Same age as you here. I'm more or less the same.

I do like going out for a meal but no later than 8 (prefer earlier) so I'm back by 10ish and if someone suggests the pub for a drink I come out in hives!!

I go to the occasional gig and am always overjoyed when they're on an early curfew! I don't like standing at said gig anymore and will always book seats if I can even though it's loud ROCK Grin

The early finish isn't so I can go to bed though it's so I can chill at home in peace as DC and DH are in bed and it's bliss.
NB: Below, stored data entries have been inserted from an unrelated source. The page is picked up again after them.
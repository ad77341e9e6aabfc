//! End-to-end pipeline tests driving the public renderer: clears, draws,
//! texturing, blending, fog and the concurrency guarantees of the depth test.

use tessera::{
    ArrayData, BlendFactor, Cap, ClearMask, ClientArray, CompareFunc, DrawMode, FogMode, Renderer,
    RendererConfig,
};
use tessera_test_scenes::{
    build_depth_overlap_scene, build_textured_quad_scene, build_triangle_scene, check_pixels,
    DEPTH_CANVAS, TEXTURE_CANVAS, TRIANGLE_CANVAS,
};

fn assert_scene(renderer: &mut Renderer, size: (u32, u32), expectations: &[tessera_test_scenes::PixelExpectation]) {
    renderer.finish();
    let pixels = renderer.read_pixels(0, 0, size.0, size.1);
    let failures = check_pixels(&pixels, size.0, size.1, expectations);
    assert!(
        failures.is_empty(),
        "{} pixel expectation(s) failed:\n{}",
        failures.len(),
        failures.join("\n"),
    );
}

#[test]
fn clear_color_then_read_pixels_returns_the_clear_bytes() {
    let mut renderer = Renderer::new((4, 4)).unwrap();
    renderer.clear_color(0.0, 1.0, 0.0, 1.0);
    renderer.clear(ClearMask::COLOR);

    let pixels = renderer.read_pixels(0, 0, 4, 4);
    assert_eq!(pixels.len(), 64);
    for group in pixels.chunks_exact(4) {
        assert_eq!(group, &[0x00, 0xFF, 0x00, 0xFF]);
    }
}

#[test]
fn triangle_fill_covers_inside_and_leaves_outside_black() {
    let _ = env_logger::builder().is_test(true).try_init();
    let mut renderer = Renderer::new(TRIANGLE_CANVAS).unwrap();
    let expectations = build_triangle_scene(&mut renderer);
    assert_scene(&mut renderer, TRIANGLE_CANVAS, &expectations);
}

#[test]
fn two_by_two_texture_replicates_across_pixel_blocks() {
    let mut renderer = Renderer::new(TEXTURE_CANVAS).unwrap();
    let expectations = build_textured_quad_scene(&mut renderer);
    assert_scene(&mut renderer, TEXTURE_CANVAS, &expectations);
}

#[test]
fn texture_sampling_is_deterministic_across_repeated_draws() {
    let mut renderer = Renderer::new(TEXTURE_CANVAS).unwrap();
    let expectations = build_textured_quad_scene(&mut renderer);
    renderer.finish();
    let reference = renderer.read_pixels(0, 0, TEXTURE_CANVAS.0, TEXTURE_CANVAS.1);

    // Re-drawing the same scene must produce identical bytes every time,
    // regardless of which worker samples which tile.
    for round in 0..20 {
        renderer.clear(ClearMask::ALL);
        renderer.draw_arrays(DrawMode::Triangles, 0, 6);
        renderer.finish();
        let pixels = renderer.read_pixels(0, 0, TEXTURE_CANVAS.0, TEXTURE_CANVAS.1);
        assert_eq!(pixels, reference, "round {round} diverged");
    }
    let _ = expectations;
}

#[test]
fn overlapping_triangles_always_resolve_to_the_nearer_depth() {
    let mut renderer = Renderer::new(DEPTH_CANVAS).unwrap();
    for _ in 0..100 {
        let expectations = build_depth_overlap_scene(&mut renderer);
        assert_scene(&mut renderer, DEPTH_CANVAS, &expectations);
    }
}

#[test]
fn triangle_strip_and_fan_cover_the_same_quad() {
    for mode in [DrawMode::TriangleStrip, DrawMode::TriangleFan] {
        let mut renderer = Renderer::new((4, 4)).unwrap();
        renderer.clear(ClearMask::ALL);
        renderer.enable_client_state(ClientArray::Vertex);
        renderer.color4(1.0, 1.0, 0.0, 1.0);

        let positions: [f32; 12] = match mode {
            // Strip order: the two triangles share the middle edge.
            DrawMode::TriangleStrip => [
                0.0, 0.0, 0.5, //
                4.0, 0.0, 0.5, //
                0.0, 4.0, 0.5, //
                4.0, 4.0, 0.5,
            ],
            _ => [
                0.0, 0.0, 0.5, //
                4.0, 0.0, 0.5, //
                4.0, 4.0, 0.5, //
                0.0, 4.0, 0.5,
            ],
        };
        renderer.vertex_pointer(3, 0, ArrayData::Floats(&positions));
        renderer.draw_arrays(mode, 0, 4);
        renderer.finish();

        let pixels = renderer.read_pixels(0, 0, 4, 4);
        for (i, group) in pixels.chunks_exact(4).enumerate() {
            assert_eq!(
                group,
                &[0xFF, 0xFF, 0x00, 0xFF],
                "{mode:?} left pixel {i} uncovered",
            );
        }
    }
}

#[test]
fn point_sprite_fills_a_square_around_its_center() {
    let mut renderer = Renderer::new((8, 8)).unwrap();
    renderer.clear(ClearMask::ALL);
    renderer.enable_client_state(ClientArray::Vertex);
    renderer.point_size(4.0);
    renderer.color4(0.0, 1.0, 0.0, 1.0);

    let position: [f32; 3] = [4.0, 4.0, 0.5];
    renderer.vertex_pointer(3, 0, ArrayData::Floats(&position));
    renderer.draw_arrays(DrawMode::Points, 0, 1);
    renderer.finish();

    let pixels = renderer.read_pixels(0, 0, 8, 8);
    let pixel = |x: usize, y: usize| &pixels[(y * 8 + x) * 4..(y * 8 + x) * 4 + 4];
    assert_eq!(pixel(3, 3), &[0x00, 0xFF, 0x00, 0xFF]);
    assert_eq!(pixel(4, 4), &[0x00, 0xFF, 0x00, 0xFF]);
    assert_eq!(pixel(0, 0), &[0x00, 0x00, 0x00, 0xFF]);
    assert_eq!(pixel(7, 7), &[0x00, 0x00, 0x00, 0xFF]);
}

#[test]
fn alpha_blending_mixes_source_over_destination() {
    let mut renderer = Renderer::new((4, 4)).unwrap();
    renderer.clear_color(1.0, 0.0, 0.0, 1.0);
    renderer.clear(ClearMask::ALL);

    renderer.enable(Cap::Blend);
    renderer.blend_func(BlendFactor::SrcAlpha, BlendFactor::OneMinusSrcAlpha);
    renderer.enable_client_state(ClientArray::Vertex);
    renderer.color4(1.0, 1.0, 1.0, 0.5);

    let positions: [f32; 9] = [
        0.0, 0.0, 0.5, //
        4.0, 0.0, 0.5, //
        0.0, 4.0, 0.5,
    ];
    renderer.vertex_pointer(3, 0, ArrayData::Floats(&positions));
    renderer.draw_arrays(DrawMode::Triangles, 0, 3);
    renderer.finish();

    let pixels = renderer.read_pixels(0, 0, 4, 4);
    let pixel = &pixels[0..4];
    assert_eq!(pixel[0], 0xFF, "red stays saturated");
    assert!((pixel[1] as i16 - 0x80).abs() <= 2, "green mixes to half");
    assert!((pixel[2] as i16 - 0x80).abs() <= 2, "blue mixes to half");
}

#[test]
fn linear_fog_replaces_distant_fragments_with_the_fog_color() {
    let mut renderer = Renderer::new((4, 4)).unwrap();
    renderer.clear(ClearMask::ALL);

    renderer.enable(Cap::Fog);
    renderer.fog_mode(FogMode::Linear);
    renderer.fog_range(0.0, 0.5);
    renderer.fog_color([0.0, 0.0, 1.0, 1.0]);

    renderer.enable_client_state(ClientArray::Vertex);
    renderer.color4(1.0, 0.0, 0.0, 1.0);
    let positions: [f32; 9] = [
        0.0, 0.0, 0.5, //
        4.0, 0.0, 0.5, //
        0.0, 4.0, 0.5,
    ];
    renderer.vertex_pointer(3, 0, ArrayData::Floats(&positions));
    renderer.draw_arrays(DrawMode::Triangles, 0, 3);
    renderer.finish();

    // Depth 0.5 is at the fog end: the fragment takes the fog color.
    let pixels = renderer.read_pixels(0, 0, 4, 4);
    assert_eq!(&pixels[0..4], &[0x00, 0x00, 0xFF, 0xFF]);
}

#[test]
fn alpha_test_discards_failing_fragments() {
    let mut renderer = Renderer::new((4, 4)).unwrap();
    renderer.clear(ClearMask::ALL);

    renderer.enable(Cap::AlphaTest);
    renderer.alpha_func(CompareFunc::Greater, 0.5);
    renderer.enable_client_state(ClientArray::Vertex);
    renderer.color4(1.0, 1.0, 1.0, 0.25);

    let positions: [f32; 9] = [
        0.0, 0.0, 0.5, //
        4.0, 0.0, 0.5, //
        0.0, 4.0, 0.5,
    ];
    renderer.vertex_pointer(3, 0, ArrayData::Floats(&positions));
    renderer.draw_arrays(DrawMode::Triangles, 0, 3);
    renderer.finish();

    // Every fragment fails the alpha test, so the canvas stays black.
    let pixels = renderer.read_pixels(0, 0, 4, 4);
    for group in pixels.chunks_exact(4) {
        assert_eq!(group, &[0x00, 0x00, 0x00, 0xFF]);
    }
}

#[test]
fn scissor_test_confines_drawing_to_the_box() {
    let mut renderer = Renderer::new((8, 8)).unwrap();
    renderer.clear(ClearMask::ALL);

    renderer.enable(Cap::ScissorTest);
    renderer.scissor(0, 0, 4, 4);
    renderer.enable_client_state(ClientArray::Vertex);
    renderer.color4(1.0, 1.0, 1.0, 1.0);

    let positions: [f32; 18] = [
        0.0, 0.0, 0.5, //
        8.0, 0.0, 0.5, //
        8.0, 8.0, 0.5, //
        0.0, 0.0, 0.5, //
        8.0, 8.0, 0.5, //
        0.0, 8.0, 0.5,
    ];
    renderer.vertex_pointer(3, 0, ArrayData::Floats(&positions));
    renderer.draw_arrays(DrawMode::Triangles, 0, 6);
    renderer.finish();

    let pixels = renderer.read_pixels(0, 0, 8, 8);
    let pixel = |x: usize, y: usize| &pixels[(y * 8 + x) * 4..(y * 8 + x) * 4 + 4];
    assert_eq!(pixel(2, 2), &[0xFF, 0xFF, 0xFF, 0xFF]);
    assert_eq!(pixel(6, 6), &[0x00, 0x00, 0x00, 0xFF]);
    assert_eq!(pixel(6, 2), &[0x00, 0x00, 0x00, 0xFF]);
}

#[test]
fn draws_land_identically_with_one_worker_and_many() {
    let mut reference: Option<Vec<u8>> = None;
    for threads in [1usize, 4] {
        let config = RendererConfig::new().with_threads(threads).unwrap();
        let mut renderer = Renderer::with_config(TRIANGLE_CANVAS, config).unwrap();
        let expectations = build_triangle_scene(&mut renderer);
        renderer.finish();
        let pixels = renderer.read_pixels(0, 0, TRIANGLE_CANVAS.0, TRIANGLE_CANVAS.1);
        let failures = check_pixels(&pixels, TRIANGLE_CANVAS.0, TRIANGLE_CANVAS.1, &expectations);
        assert!(failures.is_empty(), "{failures:?}");
        match &reference {
            Some(expected) => assert_eq!(&pixels, expected),
            None => reference = Some(pixels),
        }
    }
}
I think it is getting older but I don't mind that. In my early 20s I was down the pub most nights (nursing a soft drink usually) with various friends but they're all the same as me now!

ssd · 23/02/2020 09:46

I like the sound of that gift shop mentioned above Grin

ssd · 23/02/2020 09:52

This thread makes me feel better, I ws wondering if there's something wrong with me last night, I love staying in, but I realise I'm not alone. My kids are grown up but we're still skint so money worries are still there and it doesn't look like they will ever go. A night out is so expensive when we can cook at home, have what you want to drink and be comfortable and relax. We went out after work last week, for something to eat, and it was pretty poor. We could have made much better at home for 1/4 the cost. So why bother? Unless you go somewhere more upmarket and pay through the nose, basic pub grub here isn't great, or the many chains, eg prezzo etc.

Gwenhwyfar · 23/02/2020 09:53

I'm 42 and no kids, also moving towards going out for lunch rather than evening drinks and not doing anything at all during the week except going to work. I don't think it's to do with being less sociable, just having less energy and needing more time to recuperate from a week at work.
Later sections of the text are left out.